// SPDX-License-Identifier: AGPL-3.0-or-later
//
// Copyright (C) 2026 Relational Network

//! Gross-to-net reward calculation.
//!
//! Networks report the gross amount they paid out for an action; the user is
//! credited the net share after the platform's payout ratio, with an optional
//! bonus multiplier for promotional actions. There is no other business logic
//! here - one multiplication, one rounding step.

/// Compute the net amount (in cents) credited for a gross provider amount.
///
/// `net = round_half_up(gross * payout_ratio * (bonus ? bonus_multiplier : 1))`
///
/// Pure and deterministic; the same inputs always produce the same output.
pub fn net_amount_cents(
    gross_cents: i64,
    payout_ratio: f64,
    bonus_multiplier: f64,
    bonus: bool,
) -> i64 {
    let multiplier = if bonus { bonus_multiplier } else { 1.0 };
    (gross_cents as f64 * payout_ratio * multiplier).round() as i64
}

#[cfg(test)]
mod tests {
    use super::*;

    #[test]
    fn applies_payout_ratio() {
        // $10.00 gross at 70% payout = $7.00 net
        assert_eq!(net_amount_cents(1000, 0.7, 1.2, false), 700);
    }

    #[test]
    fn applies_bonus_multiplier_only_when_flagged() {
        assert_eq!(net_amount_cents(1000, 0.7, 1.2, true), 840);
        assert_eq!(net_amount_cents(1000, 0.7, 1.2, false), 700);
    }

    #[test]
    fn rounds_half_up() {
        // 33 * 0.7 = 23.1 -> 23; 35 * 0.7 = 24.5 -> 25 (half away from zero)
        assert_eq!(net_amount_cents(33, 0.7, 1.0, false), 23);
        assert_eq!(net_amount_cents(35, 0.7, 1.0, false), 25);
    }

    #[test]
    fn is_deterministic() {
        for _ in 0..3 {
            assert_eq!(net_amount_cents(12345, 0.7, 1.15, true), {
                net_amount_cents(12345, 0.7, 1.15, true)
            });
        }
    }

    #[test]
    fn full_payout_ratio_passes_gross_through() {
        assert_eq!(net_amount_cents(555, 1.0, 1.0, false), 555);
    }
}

### PROBLEM DESCRIPTION
Start with the line above that contains "away from zero)" and stop after the line that contains "for _ in 0..3". Output those lines exactly, and only those.

### WRITTEN REPLY
        // 33 * 0.7 = 23.1 -> 23; 35 * 0.7 = 24.5 -> 25 (half away from zero)
        assert_eq!(net_amount_cents(33, 0.7, 1.0, false), 23);
        assert_eq!(net_amount_cents(35, 0.7, 1.0, false), 25);
    }

    #[test]
    fn is_deterministic() {
        for _ in 0..3 {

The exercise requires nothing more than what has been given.